Central banks around the globe have been forced to follow our central bank playbook by not only buying up our debt/bonds but their own as well, just to keep their FX rates within competitive par with the ever-diluted USD.
That is, and as I wrote recently here, the central banks of the world have followed the US lead in printing currencies out of thin air to keep pace with the Fed’s “printing press” experimental madness in DC.
They then use this printed money to buy debt (i.e. bonds) that the market itself could not and would not otherwise buy.
This incredibly dangerous trend, however, is slowly coming to an end, as even the Fed has pivoted from QE to QT (i.e. from drinking its own Kool-Aid/bonds to puking them out).

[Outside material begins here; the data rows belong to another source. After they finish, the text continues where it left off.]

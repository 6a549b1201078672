//! SPA Host
//!
//! Production server for the built dashboard, built with Axum.
//!
//! # Endpoints
//!
//! - `GET /health` - Host status
//! - `GET /assets/*` - Bundled chunks and styles
//! - `GET /<file.ext>` - Public files in the dist root (favicon, robots.txt)
//! - `GET /*` - `index.html`; 200 for routed paths, 404 otherwise
//!
//! With no `index.html` in the dist directory, `/` answers with a JSON info
//! document and every other path with a JSON 404.
//!
//! The backend API is not proxied here; production deployments put the
//! dashboard and backend behind the same origin.

pub mod error;
pub mod spa;
pub mod state;

pub use error::{HostError, HostResult};
pub use state::HostState;

use axum::{routing::get, Router};
use std::sync::Arc;
use tokio::net::TcpListener;
use tower_http::{services::ServeDir, trace::TraceLayer};

use crate::config::HostConfig;

/// Build the SPA host router
pub fn build_router(state: HostState) -> Router {
    let assets = ServeDir::new(state.assets_dir());
    let assets_prefix = state.assets_prefix();
    let shared_state = Arc::new(state);

    Router::new()
        .route("/health", get(spa::health))
        .nest_service(&assets_prefix, assets)
        .fallback(spa::spa_fallback)
        .layer(TraceLayer::new_for_http())
        .with_state(shared_state)
}

/// Bind a listener, logging the address
pub async fn bind(addr: &str) -> HostResult<TcpListener> {
    let listener = TcpListener::bind(addr).await?;
    tracing::info!("Listening on {}", listener.local_addr()?);
    Ok(listener)
}

/// Serve a router until Ctrl+C or SIGTERM
pub async fn serve(listener: TcpListener, router: Router) -> HostResult<()> {
    axum::serve(listener, router)
        .with_graceful_shutdown(shutdown_signal())
        .await
        .map_err(|e| HostError::Internal(format!("Server error: {}", e)))?;

    tracing::info!("Server shut down gracefully");
    Ok(())
}

/// Start the production host
pub async fn run(state: HostState, config: &HostConfig) -> HostResult<()> {
    state.check_dist();
    tracing::info!(
        dist = %state.dist_dir.display(),
        routes = state.table.len(),
        "Starting dashboard host"
    );

    let listener = bind(&config.addr()).await?;
    serve(listener, build_router(state)).await
}

/// Wait for shutdown signal
async fn shutdown_signal() {
    let ctrl_c = async {
        if let Err(e) = tokio::signal::ctrl_c().await {
            tracing::error!(error = %e, "Failed to install Ctrl+C handler");
            std::future::pending::<()>().await;
        }
    };

    #[cfg(unix)]
    let terminate = async {
        match tokio::signal::unix::signal(tokio::signal::unix::SignalKind::terminate()) {
            Ok(mut signal) => {
                signal.recv().await;
            }
            Err(e) => {
                tracing::error!(error = %e, "Failed to install SIGTERM handler");
                std::future::pending::<()>().await;
            }
        }
    };

    #[cfg(not(unix))]
    let terminate = std::future::pending::<()>();

    tokio::select! {
        _ = ctrl_c => {},
        _ = terminate => {},
    }

    tracing::info!("Shutdown signal received, starting graceful shutdown");
}

#[cfg(test)]
mod tests {
    use super::*;
    use crate::routes::RouteTable;
    use axum::{
        body::Body,
        http::{Request, StatusCode},
    };
    use tempfile::tempdir;
    use tower::util::ServiceExt;

    const INDEX: &str = r#"<!doctype html><html><body><div id="app"></div></body></html>"#;

    fn create_dist() -> tempfile::TempDir {
        let dir = tempdir().unwrap();
        std::fs::create_dir_all(dir.path().join("assets")).unwrap();
        std::fs::write(dir.path().join("index.html"), INDEX).unwrap();
        std::fs::write(dir.path().join("assets/index-1a2b.js"), "console.log(1)").unwrap();
        std::fs::write(dir.path().join("favicon.ico"), [0u8, 1, 2]).unwrap();
        dir
    }

    fn create_test_app(dist: &std::path::Path) -> Router {
        let table = Arc::new(RouteTable::canonical().unwrap());
        build_router(HostState::new(table, dist, "app"))
    }

    async fn fetch(app: Router, uri: &str) -> (StatusCode, String) {
        let response = app
            .oneshot(Request::builder().uri(uri).body(Body::empty()).unwrap())
            .await
            .unwrap();
        let status = response.status();
        let bytes = axum::body::to_bytes(response.into_body(), usize::MAX)
            .await
            .unwrap();
        (status, String::from_utf8_lossy(&bytes).into_owned())
    }

    #[tokio::test]
    async fn test_routed_paths_get_document() {
        let dist = create_dist();

        for uri in ["/", "/service/build_from_raw", "/task-query?robot=1", "/map/"] {
            let (status, body) = fetch(create_test_app(dist.path()), uri).await;
            assert_eq!(status, StatusCode::OK, "{}", uri);
            assert_eq!(body, INDEX);
        }
    }

    #[tokio::test]
    async fn test_unrouted_path_gets_document_with_404() {
        let dist = create_dist();
        let (status, body) = fetch(create_test_app(dist.path()), "/does-not-exist").await;

        assert_eq!(status, StatusCode::NOT_FOUND);
        assert_eq!(body, INDEX);
    }

    #[tokio::test]
    async fn test_assets_and_public_files() {
        let dist = create_dist();

        let (status, body) = fetch(create_test_app(dist.path()), "/assets/index-1a2b.js").await;
        assert_eq!(status, StatusCode::OK);
        assert_eq!(body, "console.log(1)");

        let (status, _) = fetch(create_test_app(dist.path()), "/assets/missing.js").await;
        assert_eq!(status, StatusCode::NOT_FOUND);

        let (status, _) = fetch(create_test_app(dist.path()), "/favicon.ico").await;
        assert_eq!(status, StatusCode::OK);
    }

    #[tokio::test]
    async fn test_no_dist_serves_info() {
        let dir = tempdir().unwrap();

        let (status, body) = fetch(create_test_app(dir.path()), "/").await;
        assert_eq!(status, StatusCode::OK);
        let info: serde_json::Value = serde_json::from_str(&body).unwrap();
        assert_eq!(info["websocket_endpoint"], "/ws/robot-status");
        assert_eq!(info["message"], "AGV Monitor API");

        let (status, body) = fetch(create_test_app(dir.path()), "/map").await;
        assert_eq!(status, StatusCode::NOT_FOUND);
        let err: serde_json::Value = serde_json::from_str(&body).unwrap();
        assert_eq!(err["error"]["code"], "NOT_FOUND");
    }

    #[tokio::test]
    async fn test_health() {
        let dist = create_dist();
        let (status, body) = fetch(create_test_app(dist.path()), "/health").await;

        assert_eq!(status, StatusCode::OK);
        let health: serde_json::Value = serde_json::from_str(&body).unwrap();
        assert_eq!(health["status"], "healthy");
        assert_eq!(health["routes"], 8);
        assert_eq!(health["route_table_version"], 2);
    }

    #[tokio::test]
    async fn test_post_is_rejected() {
        let dist = create_dist();
        let response = create_test_app(dist.path())
            .oneshot(
                Request::builder()
                    .method("POST")
                    .uri("/map")
                    .body(Body::empty())
                    .unwrap(),
            )
            .await
            .unwrap();

        assert_eq!(response.status(), StatusCode::METHOD_NOT_ALLOWED);
    }

    #[tokio::test]
    async fn test_base_prefix() {
        let dist = create_dist();
        let table = Arc::new(
            RouteTable::canonical()
                .unwrap()
                .with_base("/console")
                .unwrap(),
        );
        let app = || build_router(HostState::new(Arc::clone(&table), dist.path(), "app"));

        let (status, _) = fetch(app(), "/console/map").await;
        assert_eq!(status, StatusCode::OK);

        let (status, body) = fetch(app(), "/console/assets/index-1a2b.js").await;
        assert_eq!(status, StatusCode::OK);
        assert_eq!(body, "console.log(1)");

        let (status, _) = fetch(app(), "/map").await;
        assert_eq!(status, StatusCode::NOT_FOUND);
    }
}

After all, they know their mad post-08 experiment is failing and need to push rates up so that they’ll have something to lower in the next recession which they alone sired.
Net result: the central bank perma-bid/binge (from DC to Tokyo) for sovereign bonds and other securities of the world is about to end.
This means the bond market is about to lose its magical “buyer.”
This means the bond bubble is about to end.
This means that bond prices are going to go down.
This means that interest rates are about to go up.
This means that the cost of borrowing is about to go from cheap to expensive. (So much for the “roll-over”/” Re-Finance” fantasy/meme).
And in a world “recovery” driven by debt—expensive borrowing means that the end of the debt-driven market party is only a matter of time, or more to the point: interest rates…
Keep your eyes on the yield curve folks.
And as always, be careful out there.